El socialismo científico nos ha enseñado a comprender las leyes objetivas del desarrollo histórico. Los hombres no hacen su historia libremente. Pero la hacen ellos mismos. El proletariado depende en su acción del grado de madurez correspondiente al desarrollo social, pero el desarrollo social no se produce, al margen del proletariado, es en igual medida tanto su motor y su causa, su producto y su resultado. Su propia acción es parte codeterminante de la historia. Y si bien no podemos saltar por encima de ese desarrollo social, pero el desarrollo social no se produce al margen de sombras, podemos acelerarlo o retrasarlo.

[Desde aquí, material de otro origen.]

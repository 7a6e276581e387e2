//! # Gym Booking Service
//!
//! Members book sessions with trainers; administrators approve and complete
//! them. The interesting part is the booking engine: availability
//! resolution against weekly trainer windows and conflict-free appointment
//! creation under concurrent requests.
//!
//! ## Architecture
//!
//! - Axum handles HTTP routing and request/response lifecycle
//! - SQLx manages the PostgreSQL schedule store (or an in-memory store for
//!   local development)
//! - The booking engine is injected into handlers as a trait object

use std::sync::Arc;

use tracing::info;

use gym_booking::config::{Config, StoreBackend};
use gym_booking::repository::{MemoryScheduleRepository, PgScheduleRepository, SharedRepository};
use gym_booking::{create_app, db, seed};

#[tokio::main]
async fn main() -> anyhow::Result<()> {
    dotenvy::dotenv().ok();

    // Initialize tracing
    tracing_subscriber::fmt()
        .with_env_filter(
            tracing_subscriber::EnvFilter::try_from_default_env()
                .unwrap_or_else(|_| "gym_booking=debug,tower_http=debug".into()),
        )
        .init();

    info!("Starting gym booking service");

    let config = Config::from_env()?;

    let repo: SharedRepository = match config.store {
        StoreBackend::Postgres => {
            let pool = db::connect_and_migrate(&config.database).await?;
            Arc::new(PgScheduleRepository::new(pool))
        }
        StoreBackend::Memory => {
            let repo = MemoryScheduleRepository::new();
            if config.seed_demo_data {
                seed::demo_data(&repo)?;
                info!("Memory store seeded with demo gym");
            }
            Arc::new(repo)
        }
    };
    info!("Using {:?} schedule store", config.store);

    let app = create_app(repo);

    // Bind and serve
    let listener = tokio::net::TcpListener::bind(config.bind_addr).await?;
    info!("Listening on {}", config.bind_addr);

    axum::serve(listener, app).await?;
    Ok(())
}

El socialismo es el primer movimiento popular de la historia mundial que se ha puesto como objetivo, y está llamado por la historia a introducir en el hacer social de los hombres un sentido consciente, un pensamiento planificado y, por consiguiente,

 

[1]“La marcha de seis semanas...” se refiere a los planes del Estado Mayor alemán, dirigido por Helmut von Moltke, quien pretendía ganar la guerra en dos etapas: 1a) derrotando e invadiendo Francia en un ataque rápido (seis semanas); 2a) enviando luego todos los contingentes de tropas al frente oriental.

[2]Nombre del crucero alemán (Pantera) que fue enviado a Agadir en 1911.

[3]Se refiere a los 555 delegados al Congreso de Basilea, que representaban a 23 naciones.

[4]Se trata de un juramento de los antiguos confederados suizos.

[5]La votación de la fracción parlamentaria del SPD en el Reichstag a favor de los créditos de guerra.